## Directions for this task
Repeat nothing but the lines below running from the one containing "pub struct OpenRequest<'a>" to the one containing "pub trait PlaybackSession: Send". Keep both end lines.

## Task inputs
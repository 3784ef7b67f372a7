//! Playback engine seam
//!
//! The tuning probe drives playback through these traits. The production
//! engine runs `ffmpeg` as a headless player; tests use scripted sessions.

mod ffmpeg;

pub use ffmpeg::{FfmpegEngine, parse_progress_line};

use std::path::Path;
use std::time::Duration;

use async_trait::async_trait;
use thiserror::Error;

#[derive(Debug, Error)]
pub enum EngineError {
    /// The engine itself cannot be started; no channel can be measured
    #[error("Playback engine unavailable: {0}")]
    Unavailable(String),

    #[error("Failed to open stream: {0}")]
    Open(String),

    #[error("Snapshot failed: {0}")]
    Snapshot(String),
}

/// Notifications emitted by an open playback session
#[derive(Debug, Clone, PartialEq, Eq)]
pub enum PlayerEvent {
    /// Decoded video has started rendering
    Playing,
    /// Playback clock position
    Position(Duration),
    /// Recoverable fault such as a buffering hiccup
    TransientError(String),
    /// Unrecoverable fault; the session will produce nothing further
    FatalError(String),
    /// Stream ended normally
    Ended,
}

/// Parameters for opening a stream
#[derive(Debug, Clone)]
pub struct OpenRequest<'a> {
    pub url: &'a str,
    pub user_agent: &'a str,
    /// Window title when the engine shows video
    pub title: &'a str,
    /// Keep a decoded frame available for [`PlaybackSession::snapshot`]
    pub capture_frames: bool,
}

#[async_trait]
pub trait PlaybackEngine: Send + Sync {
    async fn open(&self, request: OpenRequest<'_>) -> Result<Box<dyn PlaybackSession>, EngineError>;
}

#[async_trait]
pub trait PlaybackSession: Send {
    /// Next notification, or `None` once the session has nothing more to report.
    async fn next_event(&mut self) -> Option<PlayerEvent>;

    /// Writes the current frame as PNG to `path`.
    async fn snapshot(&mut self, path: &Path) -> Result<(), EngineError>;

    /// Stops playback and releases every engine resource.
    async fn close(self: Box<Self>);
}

## Written answer
pub struct OpenRequest<'a> {
    pub url: &'a str,
    pub user_agent: &'a str,
    /// Window title when the engine shows video
    pub title: &'a str,
    /// Keep a decoded frame available for [`PlaybackSession::snapshot`]
    pub capture_frames: bool,
}

#[async_trait]
pub trait PlaybackEngine: Send + Sync {
    async fn open(&self, request: OpenRequest<'_>) -> Result<Box<dyn PlaybackSession>, EngineError>;
}

#[async_trait]
pub trait PlaybackSession: Send {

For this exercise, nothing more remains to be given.